*Problem:* Where the records below have a line with "caller", that line is to be copied.
[[ Records for the task open ]]
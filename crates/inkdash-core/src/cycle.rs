//! One wake cycle: read the clock and battery, fetch every enabled feed,
//! render the page and work out how long to sleep.
//!
//! Hardware sits behind the [`FeedSource`], [`Clock`] and [`BatteryMonitor`]
//! traits so the same cycle runs on the device, in the simulator and in
//! tests. Nothing here is retained between cycles except what the caller
//! keeps in [`SessionState`].

use alloc::vec::Vec;
use log::{debug, error, info, warn};
use serde_json::Value;

use crate::battery::{self, BatteryReading};
use crate::config::Settings;
use crate::draw::DrawOp;
use crate::error::FetchError;
use crate::feeds::{
    AirQualitySnapshot, CalendarDay, FeedKind, FeedState, HeaterStatus, WeatherSnapshot,
    calendar_days,
};
use crate::http::HttpUrl;
use crate::layout::{RenderInputs, WIFI_ERROR_MESSAGE, render, wifi_error};
use crate::session::SessionState;
use crate::text::ErrorBanner;
use crate::time::LocalTime;

/// Where feed bodies come from.
pub trait FeedSource {
    /// Fetch the raw body of one enabled feed within `timeout_secs`.
    fn fetch(
        &mut self,
        kind: FeedKind,
        url: &HttpUrl<'_>,
        timeout_secs: u32,
    ) -> impl Future<Output = Result<Vec<u8>, FetchError>>;
}

/// Wall-clock source.
pub trait Clock {
    /// Current UTC time as Unix seconds, `None` when time sync failed.
    fn unix_seconds(&mut self) -> impl Future<Output = Option<u64>>;
}

pub trait BatteryMonitor {
    /// Pack voltage, `None` when it could not be sampled.
    fn voltage(&mut self) -> impl Future<Output = Option<f32>>;
}

/// Everything gathered for one cycle, built fresh on every wake.
#[derive(Debug, Clone)]
pub struct CycleContext {
    pub unix_secs: Option<u64>,
    pub now: Option<LocalTime>,
    pub weather: FeedState<WeatherSnapshot>,
    pub calendar: FeedState<Vec<CalendarDay>>,
    pub air_quality: FeedState<AirQualitySnapshot>,
    pub heater: FeedState<HeaterStatus>,
    pub battery: Option<BatteryReading>,
    connectivity_lost: bool,
}

impl CycleContext {
    /// Read the clock and battery, then fetch the feeds in banner order.
    pub async fn gather<F, C, B>(
        settings: &Settings<'_>,
        feeds: &mut F,
        clock: &mut C,
        battery: &mut B,
    ) -> Self
    where
        F: FeedSource,
        C: Clock,
        B: BatteryMonitor,
    {
        let unix_secs = clock.unix_seconds().await;
        let now = unix_secs.map(|secs| LocalTime::from_unix(secs, &settings.time_zone));
        if now.is_none() {
            warn!("Time unavailable, date and calendar are disabled this cycle");
        }
        let battery = read_battery(battery).await;

        let weather = fetch_feed(settings, feeds, FeedKind::Weather).await;
        let calendar = fetch_feed(settings, feeds, FeedKind::Calendar).await;
        let air_quality = fetch_feed(settings, feeds, FeedKind::AirQuality).await;
        let heater = fetch_feed(settings, feeds, FeedKind::Heater).await;
        let connectivity_lost = all_unreachable(&[&weather, &calendar, &air_quality, &heater]);

        Self {
            unix_secs,
            now,
            weather: weather.map(|doc| WeatherSnapshot::from_json(&doc)),
            calendar: calendar.map(|doc| calendar_days(&doc)),
            air_quality: air_quality.map(|doc| AirQualitySnapshot::from_json(&doc)),
            heater: heater.map(|doc| HeaterStatus::from_json(&doc)),
            battery,
            connectivity_lost,
        }
    }

    /// Every enabled feed failed because the network is down.
    pub fn connectivity_lost(&self) -> bool {
        self.connectivity_lost
    }

    pub fn inputs(&self) -> RenderInputs<'_> {
        RenderInputs {
            now: self.now,
            weather: &self.weather,
            calendar: &self.calendar,
            air_quality: &self.air_quality,
            heater: &self.heater,
            battery: self.battery,
        }
    }
}

/// What the caller should show and how long to sleep afterwards.
#[derive(Debug, Clone, PartialEq)]
pub struct CycleOutcome {
    pub ops: Vec<DrawOp>,
    pub errors: ErrorBanner,
    /// `false` when the panel already shows this page and a refresh would
    /// only cost power.
    pub refresh: bool,
    pub sleep_secs: u32,
    pub connectivity_lost: bool,
}

/// Run one complete wake cycle.
pub async fn run_cycle<F, C, B>(
    settings: &Settings<'_>,
    session: &mut SessionState,
    feeds: &mut F,
    clock: &mut C,
    battery: &mut B,
) -> CycleOutcome
where
    F: FeedSource,
    C: Clock,
    B: BatteryMonitor,
{
    let context = CycleContext::gather(settings, feeds, clock, battery).await;
    if context.connectivity_lost() {
        return wifi_error_outcome(settings, session, context.unix_secs);
    }
    dashboard_outcome(settings, session, &context)
}

/// Render the dashboard from an already gathered context.
pub fn dashboard_outcome(
    settings: &Settings<'_>,
    session: &mut SessionState,
    context: &CycleContext,
) -> CycleOutcome {
    let result = render(&context.inputs(), &settings.layout);

    if result.errors.is_empty() {
        session.reset_on_success(context.unix_secs);
    } else {
        session.mark_connected(context.unix_secs);
        let streak = session.record_fetch_failure();
        warn!(
            "{} feed(s) failed, {} degraded cycle(s) in a row",
            result.errors.tags().len(),
            streak
        );
    }

    let sleep_secs = settings.sleep.sleep_secs(
        context.now.map(|now| now.time_of_day()),
        settings.default_sleep_secs,
    );
    info!(
        "Dashboard rendered with {} draw-ops, sleeping {} s",
        result.ops.len(),
        sleep_secs
    );
    session.finish_cycle();

    CycleOutcome {
        ops: result.ops,
        errors: result.errors,
        refresh: true,
        sleep_secs,
        connectivity_lost: false,
    }
}

/// The WiFi error page, also used by the firmware when association never
/// succeeded and no feed was attempted.
pub fn wifi_error_outcome(
    settings: &Settings<'_>,
    session: &mut SessionState,
    unix_secs: Option<u64>,
) -> CycleOutcome {
    let failures = session.record_wifi_failure();
    error!(
        "Network unreachable ({} failed cycle(s)), retrying in {} s",
        failures, settings.retry_interval_secs
    );
    if let Some(age) = session.secs_since_update(unix_secs) {
        warn!("Last dashboard update was {} s ago", age);
    }
    session.finish_cycle();

    CycleOutcome {
        ops: wifi_error(WIFI_ERROR_MESSAGE),
        errors: ErrorBanner::new(),
        // The page stays on the panel through later retries.
        refresh: failures == 1,
        sleep_secs: settings.retry_interval_secs,
        connectivity_lost: true,
    }
}

async fn fetch_feed<F: FeedSource>(
    settings: &Settings<'_>,
    feeds: &mut F,
    kind: FeedKind,
) -> FeedState<Value> {
    let Some(url) = settings.endpoint(kind) else {
        return FeedState::Disabled;
    };

    let body = feeds.fetch(kind, url, settings.timeout_secs(kind)).await;
    if let Ok(bytes) = &body {
        info!("{} feed: {} bytes from {}{}", kind.tag(), bytes.len(), url.host, url.path);
    }
    FeedState::from_body(body)
}

async fn read_battery<B: BatteryMonitor>(monitor: &mut B) -> Option<BatteryReading> {
    let voltage = monitor.voltage().await?;
    let reading = battery::reading(voltage);
    if reading.is_none() {
        debug!("Battery voltage {:.2} V out of range, gauge hidden", voltage);
    }
    reading
}

fn all_unreachable(states: &[&FeedState<Value>]) -> bool {
    let mut enabled = states
        .iter()
        .filter(|state| !matches!(state, FeedState::Disabled))
        .peekable();
    enabled.peek().is_some()
        && enabled.all(|state| state.failure().is_some_and(FetchError::is_connectivity))
}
[[ Records for the task closed ]]
*Output for this exercise:*
//! tests. Nothing here is retained between cycles except what the caller
/// What the caller should show and how long to sleep afterwards.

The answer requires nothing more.